▶ **HOW TO COMPLETE THIS TASK**: Search the records below for "stored" and copy every line it turns up in.

▶ **INPUT RECORDS**:
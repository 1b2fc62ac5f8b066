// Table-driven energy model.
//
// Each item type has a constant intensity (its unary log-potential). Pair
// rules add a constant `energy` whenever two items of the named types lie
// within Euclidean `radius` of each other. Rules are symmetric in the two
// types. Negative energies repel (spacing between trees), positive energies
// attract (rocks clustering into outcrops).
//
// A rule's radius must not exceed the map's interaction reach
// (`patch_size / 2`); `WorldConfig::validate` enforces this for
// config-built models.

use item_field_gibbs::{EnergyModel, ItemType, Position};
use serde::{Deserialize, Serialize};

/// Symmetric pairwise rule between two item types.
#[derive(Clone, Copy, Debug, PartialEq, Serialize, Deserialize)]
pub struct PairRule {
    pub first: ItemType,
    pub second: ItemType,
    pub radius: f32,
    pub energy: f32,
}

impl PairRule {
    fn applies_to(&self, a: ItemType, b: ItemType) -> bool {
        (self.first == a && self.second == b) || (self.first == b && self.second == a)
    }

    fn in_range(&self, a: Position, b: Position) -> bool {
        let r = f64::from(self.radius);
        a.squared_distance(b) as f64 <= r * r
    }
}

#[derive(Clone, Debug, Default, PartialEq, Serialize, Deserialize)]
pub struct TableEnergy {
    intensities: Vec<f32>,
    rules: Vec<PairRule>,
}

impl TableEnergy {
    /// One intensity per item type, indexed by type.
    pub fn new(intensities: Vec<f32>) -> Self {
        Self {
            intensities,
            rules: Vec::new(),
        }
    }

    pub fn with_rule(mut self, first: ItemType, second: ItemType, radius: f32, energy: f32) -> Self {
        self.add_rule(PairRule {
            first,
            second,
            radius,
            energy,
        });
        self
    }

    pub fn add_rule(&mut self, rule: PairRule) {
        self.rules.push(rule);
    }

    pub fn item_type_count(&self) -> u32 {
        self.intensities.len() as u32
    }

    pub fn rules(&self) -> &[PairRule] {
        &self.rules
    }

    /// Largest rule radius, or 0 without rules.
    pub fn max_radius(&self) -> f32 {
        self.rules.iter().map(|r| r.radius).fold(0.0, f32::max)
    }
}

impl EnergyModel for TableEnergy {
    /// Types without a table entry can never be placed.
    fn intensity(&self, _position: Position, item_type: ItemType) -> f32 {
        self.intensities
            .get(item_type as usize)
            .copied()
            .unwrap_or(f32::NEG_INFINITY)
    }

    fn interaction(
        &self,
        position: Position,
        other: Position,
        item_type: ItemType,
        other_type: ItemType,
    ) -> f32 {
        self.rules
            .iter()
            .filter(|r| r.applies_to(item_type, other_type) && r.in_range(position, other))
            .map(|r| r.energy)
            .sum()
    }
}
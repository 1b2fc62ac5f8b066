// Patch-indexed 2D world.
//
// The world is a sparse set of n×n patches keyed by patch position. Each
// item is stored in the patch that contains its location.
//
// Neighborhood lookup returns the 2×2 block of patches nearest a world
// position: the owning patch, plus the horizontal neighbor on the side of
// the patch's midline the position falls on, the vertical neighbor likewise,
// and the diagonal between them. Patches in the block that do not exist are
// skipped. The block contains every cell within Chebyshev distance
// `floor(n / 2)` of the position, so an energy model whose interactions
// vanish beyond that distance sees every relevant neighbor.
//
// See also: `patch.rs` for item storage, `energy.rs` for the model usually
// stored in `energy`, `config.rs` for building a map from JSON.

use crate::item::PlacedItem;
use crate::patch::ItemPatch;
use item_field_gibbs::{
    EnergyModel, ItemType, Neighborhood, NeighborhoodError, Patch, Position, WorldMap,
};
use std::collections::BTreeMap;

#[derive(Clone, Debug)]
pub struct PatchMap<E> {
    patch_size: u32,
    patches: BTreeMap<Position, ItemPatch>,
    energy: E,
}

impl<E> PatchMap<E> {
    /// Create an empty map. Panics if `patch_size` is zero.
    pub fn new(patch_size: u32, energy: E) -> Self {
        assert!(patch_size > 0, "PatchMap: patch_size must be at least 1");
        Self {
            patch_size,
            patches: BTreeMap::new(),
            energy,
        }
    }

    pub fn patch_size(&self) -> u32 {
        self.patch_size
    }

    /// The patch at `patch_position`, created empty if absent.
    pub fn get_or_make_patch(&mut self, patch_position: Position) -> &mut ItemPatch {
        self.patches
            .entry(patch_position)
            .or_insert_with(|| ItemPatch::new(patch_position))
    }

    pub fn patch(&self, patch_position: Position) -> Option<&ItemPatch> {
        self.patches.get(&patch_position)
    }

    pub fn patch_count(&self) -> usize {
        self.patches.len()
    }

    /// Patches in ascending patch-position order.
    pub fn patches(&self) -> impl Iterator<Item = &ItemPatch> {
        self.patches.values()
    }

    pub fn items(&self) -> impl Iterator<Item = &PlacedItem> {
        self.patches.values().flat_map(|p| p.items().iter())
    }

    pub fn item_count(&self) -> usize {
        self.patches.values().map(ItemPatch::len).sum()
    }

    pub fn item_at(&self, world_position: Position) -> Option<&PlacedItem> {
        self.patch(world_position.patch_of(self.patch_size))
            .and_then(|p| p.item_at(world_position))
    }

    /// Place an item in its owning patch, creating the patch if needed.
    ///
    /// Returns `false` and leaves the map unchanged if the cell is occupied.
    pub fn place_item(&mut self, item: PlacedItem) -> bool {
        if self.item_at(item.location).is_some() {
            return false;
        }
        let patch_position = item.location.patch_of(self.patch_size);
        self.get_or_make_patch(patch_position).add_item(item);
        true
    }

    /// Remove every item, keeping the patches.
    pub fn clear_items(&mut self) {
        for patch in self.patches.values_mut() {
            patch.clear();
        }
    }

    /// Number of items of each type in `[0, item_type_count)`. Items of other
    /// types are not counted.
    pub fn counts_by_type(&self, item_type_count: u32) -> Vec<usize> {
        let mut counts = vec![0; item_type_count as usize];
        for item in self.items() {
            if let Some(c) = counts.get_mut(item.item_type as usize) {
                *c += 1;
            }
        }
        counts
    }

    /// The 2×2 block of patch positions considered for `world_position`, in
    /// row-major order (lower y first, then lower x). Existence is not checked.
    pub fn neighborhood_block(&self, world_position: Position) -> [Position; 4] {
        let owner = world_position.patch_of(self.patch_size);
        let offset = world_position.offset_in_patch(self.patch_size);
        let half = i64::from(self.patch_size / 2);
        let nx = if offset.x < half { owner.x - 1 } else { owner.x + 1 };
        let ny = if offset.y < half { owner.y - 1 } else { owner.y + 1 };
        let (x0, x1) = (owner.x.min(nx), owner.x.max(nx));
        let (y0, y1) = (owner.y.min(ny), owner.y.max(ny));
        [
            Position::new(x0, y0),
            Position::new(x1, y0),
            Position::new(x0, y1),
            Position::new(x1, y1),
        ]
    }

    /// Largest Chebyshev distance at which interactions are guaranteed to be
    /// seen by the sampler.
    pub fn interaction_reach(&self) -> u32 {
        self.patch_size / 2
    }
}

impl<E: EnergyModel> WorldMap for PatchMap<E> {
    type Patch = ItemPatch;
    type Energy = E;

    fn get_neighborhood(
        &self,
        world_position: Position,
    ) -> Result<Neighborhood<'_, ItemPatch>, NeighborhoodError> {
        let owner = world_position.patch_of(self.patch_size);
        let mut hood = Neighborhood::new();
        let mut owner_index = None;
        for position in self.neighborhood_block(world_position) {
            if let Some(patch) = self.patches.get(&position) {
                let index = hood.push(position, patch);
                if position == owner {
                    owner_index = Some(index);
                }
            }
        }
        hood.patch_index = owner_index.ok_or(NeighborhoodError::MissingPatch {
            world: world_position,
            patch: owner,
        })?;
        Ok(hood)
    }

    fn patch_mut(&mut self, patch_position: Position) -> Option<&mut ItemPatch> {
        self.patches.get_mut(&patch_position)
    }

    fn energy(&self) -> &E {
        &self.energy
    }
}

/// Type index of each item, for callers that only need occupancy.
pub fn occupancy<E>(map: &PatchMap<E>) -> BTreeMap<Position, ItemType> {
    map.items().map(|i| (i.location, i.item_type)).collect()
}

▶ **YOUR SOLUTION**:
// item is stored in the patch that contains its location.
// stored in `energy`, `config.rs` for building a map from JSON.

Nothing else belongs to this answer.